Monday, March 7, 2011

Stranded

It is getting late. The bus leaves in one hours time. I guess, I truly live up to the belief of my forefathers, the so called disciples of St. Thomas, we believe in things only after touching  and learning it for ourselves. I made true of my ability to stand up the same way. I scrambled on to my feet from the couch and I proved to myself, I could stand. The rickety ride to the 'Majestic' in an old auto-rickshaw did me no good but the fighter inside never takes a defeat. When all caution and common-sense advised me to get a good nights sleep and party again the next night, I couldn't. I walked an imaginary straight line to the bus, climbed the steps, as if it was the first step of human kind on Mars; I managed to dump my bag underneath my seat and settle down in slumber, all in a matter of minutes.

Bangalore, the beer capital didn't fancy me anymore. I wanted ocean. I wanted to spend the weekend basking in the tropical sun and not rubbing my perspiration on a stranger on the dimly lit dance floor. I couldn't stand the odor of the intoxicating mixture, sweat and cologne for one more day. I wanted a week-end out at the beach, cleansing myself of that nauseating smell of Bangalore. My mean of making it happen, very simple, get the next bus to Mangalore. But, then I hadn't ever thought I will be making this journey drunk, in a semi conscious state, trying with all my might to remember the name of the place I was supposed to get down. The dizziness of vodka mixed with the long day that was coming to an end, made sure that my fellow passengers had an occasional snore to keep them company.

The throbbing pain in my bladder, it is the thing that got me awake from  the  blissful slumber. The bus was moving fast, sketching shades of orange, on the long serpent adorning the western ghats.

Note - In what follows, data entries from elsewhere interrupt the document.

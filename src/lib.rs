//! # chainmap
//!
//! Associative containers from first principles: a separate-chaining
//! [`ChainedHashMap`] built out of this crate's own [`DynamicArray`] and
//! [`LinkedList`], plus a [`MinHeap`] over the same array type.
//!
//! The hash map is the centerpiece. Its bucket table is a `DynamicArray` of
//! `LinkedList` collision chains, the hash algorithm is injected through the
//! [`KeyHasher`] capability (any `Fn(&str) -> u64` works), and growth is
//! entirely caller-driven: `put` never resizes, callers watch
//! `table_load()` and call `resize()` themselves.
//!
//! Everything is single-threaded and synchronous. Wrap the whole map in one
//! exclusive lock if you need to share it across threads; the individual
//! operations are not atomic at the sub-step level.
//!
//! ```
//! use chainmap::ChainedHashMap;
//!
//! let mut map = ChainedHashMap::new(11);
//! map.put("one", 1);
//! map.put("two", 2);
//!
//! assert_eq!(map.get("one"), Some(&1));
//! assert_eq!(map.len(), 2);
//!
//! if map.table_load() > 0.75 {
//!     map.resize(map.capacity() * 2);
//! }
//! ```

pub mod dynamic_array;
pub mod error;
pub mod hash_map;
pub mod hashing;
pub mod linked_list;
pub mod min_heap;

pub use dynamic_array::DynamicArray;
pub use error::{Error, Result};
pub use hash_map::ChainedHashMap;
pub use hashing::{ByteSumHasher, Fnv1aHasher, KeyHasher, WeightedByteSumHasher};
pub use linked_list::LinkedList;
pub use min_heap::MinHeap;
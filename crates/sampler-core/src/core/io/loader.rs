use crate::core::io::gro::{GroError, GroFile};
use crate::core::io::traits::TrajectoryFile;
use crate::core::io::xtc::{XtcError, XtcFile};
use crate::core::models::topology::Topology;
use crate::core::models::trajectory::{Frame, Trajectory, TrajectoryShapeError};
use crate::core::topology::selection::{self, SelectionError};
use crate::core::utils::geometry::{kabsch, minimum_image_displacement};
use nalgebra::Point3;
use std::cmp::Ordering;
use std::fs;
use std::io;
use std::path::{Path, PathBuf};
use thiserror::Error;
use tracing::{debug, warn};

/// Atoms used to superpose frames when aligning a trajectory.
pub const ALIGNMENT_QUERY: &str = "protein and name CA";

#[derive(Debug, Error)]
pub enum TrajectoryError {
    #[error("No file matching '{pattern}' in directory {directory}")]
    NoMatch { directory: PathBuf, pattern: String },
    #[error("Unsupported trajectory format for file {0} (supported: .gro, .xtc)")]
    UnsupportedFormat(PathBuf),
    #[error("Failed to read {path}: {source}")]
    Gro {
        path: PathBuf,
        #[source]
        source: GroError,
    },
    #[error("Failed to read {path}: {source}")]
    Xtc {
        path: PathBuf,
        #[source]
        source: XtcError,
    },
    #[error("File {path} has {found} atoms but its topology has {expected}")]
    AtomCountMismatch {
        path: PathBuf,
        expected: usize,
        found: usize,
    },
    #[error("Invalid atom query: {0}")]
    Selection(#[from] SelectionError),
    #[error(transparent)]
    Shape(#[from] TrajectoryShapeError),
    #[error("I/O error while listing {path}: {source}")]
    Io {
        path: PathBuf,
        #[source]
        source: io::Error,
    },
}

/// Everything needed to load the trajectory of one walker.
#[derive(Debug, Clone, PartialEq)]
pub struct LoadRequest {
    pub directory: PathBuf,
    /// Wildcard pattern of trajectory files. `None` loads the topology file itself.
    pub trajectory_pattern: Option<String>,
    pub topology_pattern: String,
    pub stride: usize,
    /// Atom selection applied before any alignment.
    pub query: Option<String>,
    pub center_and_align: bool,
}

impl LoadRequest {
    pub fn new(
        directory: impl Into<PathBuf>,
        trajectory_pattern: Option<String>,
        topology_pattern: impl Into<String>,
    ) -> Self {
        Self {
            directory: directory.into(),
            trajectory_pattern,
            topology_pattern: topology_pattern.into(),
            stride: 1,
            query: None,
            center_and_align: true,
        }
    }

    pub fn with_stride(mut self, stride: usize) -> Self {
        self.stride = stride;
        self
    }

    pub fn with_query(mut self, query: Option<String>) -> Self {
        self.query = query;
        self
    }

    pub fn with_center_and_align(mut self, center_and_align: bool) -> Self {
        self.center_and_align = center_and_align;
        self
    }
}

/// Produces trajectories from storage.
pub trait TrajectorySource {
    fn load(&self, request: &LoadRequest) -> Result<Trajectory, TrajectoryError>;
}

/// Loads GROMACS trajectories from a directory.
///
/// The topology file must be a `.gro`; trajectory files may be `.gro` or `.xtc`.
#[derive(Debug, Clone, Copy, Default)]
pub struct GroTrajectorySource;

impl TrajectorySource for GroTrajectorySource {
    fn load(&self, request: &LoadRequest) -> Result<Trajectory, TrajectoryError> {
        let topology_path = find_files(&request.directory, &request.topology_pattern)?
            .into_iter()
            .next()
            .ok_or_else(|| TrajectoryError::NoMatch {
                directory: request.directory.clone(),
                pattern: request.topology_pattern.clone(),
            })?;
        let reference = read_gro(&topology_path)?;

        let atom_indices = match &request.query {
            Some(query) => Some(selection::select(reference.topology(), query)?),
            None => None,
        };

        let Some(pattern) = &request.trajectory_pattern else {
            return Ok(match &atom_indices {
                Some(indices) => reference.atom_slice(indices)?,
                None => reference,
            });
        };

        let files = find_files(&request.directory, pattern)?;
        if files.is_empty() {
            return Err(TrajectoryError::NoMatch {
                directory: request.directory.clone(),
                pattern: pattern.clone(),
            });
        }
        debug!(
            "Loading {} files from directory {}",
            files.len(),
            request.directory.display()
        );

        let mut frames = Vec::new();
        for path in &files {
            frames.extend(read_trajectory_file(path, reference.topology())?);
        }

        let mut trajectory =
            Trajectory::new(reference.topology().clone(), frames)?.stride(request.stride)?;
        if let Some(indices) = &atom_indices {
            trajectory = trajectory.atom_slice(indices)?;
        }
        if request.center_and_align {
            make_molecules_whole(&mut trajectory);
            align_frames(&mut trajectory, ALIGNMENT_QUERY)?;
        }
        Ok(trajectory)
    }
}

fn read_gro(path: &Path) -> Result<Trajectory, TrajectoryError> {
    GroFile::read_from_path(path)
        .map(|(trajectory, _)| trajectory)
        .map_err(|source| TrajectoryError::Gro {
            path: path.to_path_buf(),
            source,
        })
}

/// Reads the frames of one trajectory file, checking them against `topology`.
fn read_trajectory_file(
    path: &Path,
    topology: &Topology,
) -> Result<Vec<Frame>, TrajectoryError> {
    let extension = path
        .extension()
        .and_then(|e| e.to_str())
        .map(str::to_ascii_lowercase);
    let frames = match extension.as_deref() {
        Some("gro") => read_gro(path)?.frames().to_vec(),
        Some("xtc") => {
            XtcFile::read_frames(path).map_err(|source| TrajectoryError::Xtc {
                path: path.to_path_buf(),
                source,
            })?
        }
        _ => return Err(TrajectoryError::UnsupportedFormat(path.to_path_buf())),
    };
    let expected = topology.n_atoms();
    if let Some(frame) = frames.iter().find(|f| f.positions.len() != expected) {
        return Err(TrajectoryError::AtomCountMismatch {
            path: path.to_path_buf(),
            expected,
            found: frame.positions.len(),
        });
    }
    Ok(frames)
}

/// Lists files in `directory` matching `pattern`, naturally sorted.
///
/// Directory components of the pattern are taken literally; only the file name
/// component may contain `*` and `?` wildcards.
pub fn find_files(directory: &Path, pattern: &str) -> Result<Vec<PathBuf>, TrajectoryError> {
    let pattern_path = Path::new(pattern);
    let search_dir = match pattern_path.parent() {
        Some(parent) if !parent.as_os_str().is_empty() => directory.join(parent),
        _ => directory.to_path_buf(),
    };
    let Some(name_pattern) = pattern_path.file_name().and_then(|n| n.to_str()) else {
        return Ok(Vec::new());
    };
    if !search_dir.is_dir() {
        return Ok(Vec::new());
    }

    let entries = fs::read_dir(&search_dir).map_err(|source| TrajectoryError::Io {
        path: search_dir.clone(),
        source,
    })?;
    let mut names = Vec::new();
    for entry in entries {
        let entry = entry.map_err(|source| TrajectoryError::Io {
            path: search_dir.clone(),
            source,
        })?;
        let file_name = entry.file_name();
        if let Some(name) = file_name.to_str()
            && entry.path().is_file()
            && wildcard_match(name_pattern, name)
        {
            names.push(name.to_string());
        }
    }
    names.sort_by(|a, b| natural_cmp(a, b));
    Ok(names.into_iter().map(|n| search_dir.join(n)).collect())
}

/// Shell-style matching of `*` (any run) and `?` (any single character).
pub fn wildcard_match(pattern: &str, text: &str) -> bool {
    let p: Vec<char> = pattern.chars().collect();
    let t: Vec<char> = text.chars().collect();
    let (mut pi, mut ti) = (0, 0);
    let mut star: Option<(usize, usize)> = None;
    while ti < t.len() {
        if pi < p.len() && (p[pi] == '?' || p[pi] == t[ti]) {
            pi += 1;
            ti += 1;
        } else if pi < p.len() && p[pi] == '*' {
            star = Some((pi, ti));
            pi += 1;
        } else if let Some((sp, st)) = star {
            pi = sp + 1;
            ti = st + 1;
            star = Some((sp, st + 1));
        } else {
            return false;
        }
    }
    p[pi..].iter().all(|&c| c == '*')
}

#[derive(Debug, PartialEq, Eq)]
enum Chunk<'a> {
    Text(&'a str),
    Number(u128),
}

fn chunks(s: &str) -> Vec<Chunk<'_>> {
    let mut out = Vec::new();
    let mut start = 0;
    let bytes = s.as_bytes();
    while start < bytes.len() {
        let is_digit = bytes[start].is_ascii_digit();
        let mut end = start;
        while end < bytes.len() && bytes[end].is_ascii_digit() == is_digit {
            end += 1;
        }
        let part = &s[start..end];
        match part.parse::<u128>() {
            Ok(n) if is_digit => out.push(Chunk::Number(n)),
            _ => out.push(Chunk::Text(part)),
        }
        start = end;
    }
    out
}

/// Orders strings so that embedded numbers compare by value (`s2` < `s10`).
pub fn natural_cmp(a: &str, b: &str) -> Ordering {
    let (ca, cb) = (chunks(a), chunks(b));
    for (x, y) in ca.iter().zip(cb.iter()) {
        let ord = match (x, y) {
            (Chunk::Number(m), Chunk::Number(n)) => m.cmp(n),
            (Chunk::Text(m), Chunk::Text(n)) => m.cmp(n),
            (Chunk::Number(_), Chunk::Text(_)) => Ordering::Less,
            (Chunk::Text(_), Chunk::Number(_)) => Ordering::Greater,
        };
        if ord != Ordering::Equal {
            return ord;
        }
    }
    ca.len().cmp(&cb.len()).then_with(|| a.cmp(b))
}

/// Unwraps molecules split across periodic boundaries.
///
/// All protein residues are treated as one connected molecule and every other
/// residue as its own. Each atom is moved to the periodic image nearest to the
/// previous atom of its molecule.
pub fn make_molecules_whole(trajectory: &mut Trajectory) {
    let topology = trajectory.topology().clone();
    let mut groups: Vec<Vec<usize>> = Vec::new();
    let mut protein = Vec::new();
    for residue in topology.residues() {
        if residue.is_protein() {
            protein.extend(residue.atoms.iter().copied());
        } else {
            groups.push(residue.atoms.clone());
        }
    }
    groups.push(protein);

    let mut repaired = 0usize;
    for frame in trajectory.frames_mut() {
        let Some(box_vectors) = frame.box_vectors else {
            continue;
        };
        for group in &groups {
            for pair in group.windows(2) {
                let (prev, cur) = (pair[0], pair[1]);
                let shift = minimum_image_displacement(
                    &frame.positions[prev],
                    &frame.positions[cur],
                    &box_vectors,
                );
                let whole = frame.positions[prev] + shift;
                if (whole - frame.positions[cur]).norm() > 1e-9 {
                    repaired += 1;
                    frame.positions[cur] = whole;
                }
            }
        }
    }
    if repaired > 0 {
        debug!("Made molecules whole across periodic boundaries ({repaired} atoms moved)");
    }
}

/// Superposes every frame on the first one using the atoms selected by `query`.
pub fn align_frames(trajectory: &mut Trajectory, query: &str) -> Result<(), TrajectoryError> {
    let atoms = selection::select(trajectory.topology(), query)?;
    if atoms.is_empty() {
        warn!("No atoms match '{query}', frames are left unaligned");
        return Ok(());
    }
    let Some(first) = trajectory.frames().first() else {
        return Ok(());
    };
    let target: Vec<_> = atoms.iter().map(|&i| first.positions[i]).collect();

    for frame in trajectory.frames_mut().iter_mut().skip(1) {
        let mobile: Vec<_> = atoms.iter().map(|&i| frame.positions[i]).collect();
        match kabsch(&mobile, &target) {
            Some(fit) => apply_in_place(frame, |p| fit.apply(p)),
            None => warn!("Superposition failed for a frame, it is left unaligned"),
        }
    }
    Ok(())
}

fn apply_in_place(frame: &mut Frame, transform: impl Fn(&Point3<f64>) -> Point3<f64>) {
    for p in frame.positions.iter_mut() {
        *p = transform(p);
    }
}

Nature was enjoying, the pain I was in, my necessity to take a leak and the big barrier called Kannada, which I never tried learning. I phrased the words I wanted to say to the driver, rehearsing it, I walked to the front and out of no-where came another person right behind me, holding a bottle of water. This good Samaritan, said something in an outburst, which I recognized as Kannada and in no time, the driver slammed on the break pedal. Wow.. Mission accomplished even without opening my mouth.

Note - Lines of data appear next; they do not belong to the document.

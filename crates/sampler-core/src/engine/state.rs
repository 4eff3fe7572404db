use nalgebra::DVector;
use std::fmt;

/// Lifecycle of one iteration.
#[derive(Debug, Clone, Copy, PartialEq, Eq, Default)]
pub enum IterationState {
    #[default]
    Pending,
    Submitted,
    WaitingForCompletion,
    Evaluating,
    Redistributing,
    Done,
}

impl fmt::Display for IterationState {
    fn fmt(&self, f: &mut fmt::Formatter<'_>) -> fmt::Result {
        let name = match self {
            IterationState::Pending => "pending",
            IterationState::Submitted => "submitted",
            IterationState::WaitingForCompletion => "waiting for completion",
            IterationState::Evaluating => "evaluating",
            IterationState::Redistributing => "redistributing",
            IterationState::Done => "done",
        };
        f.write_str(name)
    }
}

/// Swarm center and per-walker final-frame distances, in normalized CV space.
#[derive(Debug, Clone, PartialEq)]
pub struct SwarmEvaluation {
    pub center: DVector<f64>,
    pub distances: Vec<f64>,
    /// Total number of frames over all walkers.
    pub n_frames: usize,
}

#[derive(Debug, Clone, PartialEq)]
pub struct IterationOutcome {
    pub iteration: usize,
    pub center: DVector<f64>,
    pub distances: Vec<f64>,
    pub replicas: Vec<usize>,
}
impl Field {
    fn from_keyword(word: &str) -> Option<Self> {
        match word {
            "name" => Some(Field::Name),
            "resname" => Some(Field::ResName),
            "element" | "symbol" => Some(Field::Element),
            "resSeq" | "resseq" => Some(Field::ResSeq),
            "resid" | "resi" => Some(Field::ResIndex),
            "index" => Some(Field::Index),
            _ => None,
        }
    }

    fn is_numeric(self) -> bool {
        matches!(self, Field::ResSeq | Field::ResIndex | Field::Index)
    }

    fn keyword(self) -> &'static str {
        match self {
            Field::Name => "name",
            Field::ResName => "resname",
            Field::Element => "element",
            Field::ResSeq => "resSeq",
            Field::ResIndex => "resid",
            Field::Index => "index",
        }
    }
}

#[derive(Debug, Clone, Copy, PartialEq, Eq)]
pub enum CmpOp {
    Eq,
    Ne,
    Lt,
    Le,
    Gt,
    Ge,
}

impl CmpOp {
    fn from_token(token: &str) -> Option<Self> {
        match token {
            "==" | "=" | "eq" => Some(CmpOp::Eq),
            "!=" | "ne" => Some(CmpOp::Ne),
            "<" | "lt" => Some(CmpOp::Lt),
            "<=" | "le" => Some(CmpOp::Le),
            ">" | "gt" => Some(CmpOp::Gt),
            ">=" | "ge" => Some(CmpOp::Ge),
            _ => None,
        }
    }

    fn symbol(self) -> &'static str {
        match self {
            CmpOp::Eq => "==",
            CmpOp::Ne => "!=",
            CmpOp::Lt => "<",
            CmpOp::Le => "<=",
            CmpOp::Gt => ">",
            CmpOp::Ge => ">=",
        }
    }

    fn compare<T: PartialOrd>(self, lhs: &T, rhs: &T) -> bool {
        match self {
            CmpOp::Eq => lhs == rhs,
            CmpOp::Ne => lhs != rhs,
            CmpOp::Lt => lhs < rhs,
            CmpOp::Le => lhs <= rhs,
            CmpOp::Gt => lhs > rhs,
            CmpOp::Ge => lhs >= rhs,
        }
    }
}

#[derive(Debug, Clone, PartialEq)]
pub enum Value {
    Text(String),
    Int(i64),
    Range(i64, i64),
}

/// A parsed atom-selection expression, e.g. `protein and element != 'H'`.
#[derive(Debug, Clone, PartialEq)]
pub enum Selection {
    All,
    None,
    Protein,
    Water,
    Backbone,
    Sidechain,
    Heavy,
    Compare {
        field: Field,
        op: CmpOp,
        values: Vec<Value>,
    },
    Not(Box<Selection>),
    And(Box<Selection>, Box<Selection>),
    Or(Box<Selection>, Box<Selection>),
}

impl Selection {
    pub fn matches(&self, topology: &Topology, atom: &AtomInfo) -> bool {
        match self {
            Selection::All => true,
            Selection::None => false,
            Selection::Protein => topology.residue_of(atom).is_protein(),
            Selection::Water => topology.residue_of(atom).is_water(),
            Selection::Backbone => topology.is_backbone(atom),
            Selection::Sidechain => {
                topology.residue_of(atom).is_protein() && !topology.is_backbone(atom)
            }
            Selection::Heavy => topology.is_heavy(atom),
            Selection::Compare { field, op, values } => {
                compare_field(topology, atom, *field, *op, values)
            }
            Selection::Not(inner) => !inner.matches(topology, atom),
            Selection::And(a, b) => a.matches(topology, atom) && b.matches(topology, atom),
            Selection::Or(a, b) => a.matches(topology, atom) || b.matches(topology, atom),
        }
    }

    /// Indices of all atoms of `topology` matched by this selection, in order.
    pub fn select(&self, topology: &Topology) -> Vec<usize> {
        topology
            .atoms()
            .iter()
            .filter(|atom| self.matches(topology, atom))
            .map(|atom| atom.index)
            .collect()
    }
}

fn compare_field(
    topology: &Topology,
    atom: &AtomInfo,
    field: Field,
    op: CmpOp,
    values: &[Value],
) -> bool {
    let residue = topology.residue_of(atom);
    let number = match field {
        Field::ResSeq => residue.seq as i64,
        Field::ResIndex => residue.index as i64,
        _ => atom.index as i64,
    };
    let equals = |value: &Value| -> bool {
        match (field, value) {
            (Field::Name, Value::Text(v)) => atom.name == *v,
            (Field::ResName, Value::Text(v)) => residue.name == *v,
            (Field::Element, Value::Text(v)) => atom.element.eq_ignore_ascii_case(v),
            (_, Value::Int(v)) => number == *v,
            (_, Value::Range(lo, hi)) => number >= *lo && number <= *hi,
            _ => false,
        }
    };
    match op {
        CmpOp::Eq => values.iter().any(equals),
        CmpOp::Ne => !values.iter().any(equals),
        _ => values.iter().all(|value| match value {
            Value::Int(v) => op.compare(&number, v),
            _ => false,
        }),
    }
}

#[derive(Debug, Clone, PartialEq)]
enum Token {
    Word(String),
    Quoted(String),
    Op(String),
    LParen,
    RParen,
}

I got down, walked to a little dark bush nearby, unzipped my pant and I hear the growl of the new volvo engine. Good thing to do! I thought to myself, got to admit the driver is sensible. It is a mountain road through the jungle and badly lit, wanting to park the vehicle where the road is a bit more wide, is being responsible. But, then the driver had other plans, he didn't start it to park it at a safer place, but to continue the journey, following the serpent. I ran behind, struggling to close my zipper, but he never heard. The good Samaritan had already taken an off beat path down the hill, I ran up to him and asked him the reason why he got down. He pointed to the top of a hill, a single yellow dot marked his house and he continued his walk without even bothering to invite me over.

I am stranded, with 10 rupees in my back pocket on a mountain road. My wallet is in my bag and so is everything else, safe and secure in the bus. Fear welled up inside me, I ran for some time, waving at all passing cars for a lift. But then, a stranger in the middle of a night, with a drizzle settling in, on a mountain road, is the last one, any straight headed man would want to offer a lift. I couldn't breath, I shouldn't have run. It did me no help other than making me tired and struggle for breath. I am wet, with sweat and rain. I feel cold, I feel alone. I would have exchanged all the treasures I compiled, for a mug of coffee. The cold wind dampening not just the body, but also the spirit. I am willing to face the other demons in the morning, in daylight. I want shelter, I want some place to sit down, away from the rain and the cold wind, but shelter proved elusive. Stranded in the middle of no-where, a night spend wondering about the luck of my stars which made me get down from the bus to take a leak.

5 comments:

  1. Yea, I know the story. But please don't thank god in the end, dude. Cause there isn't one.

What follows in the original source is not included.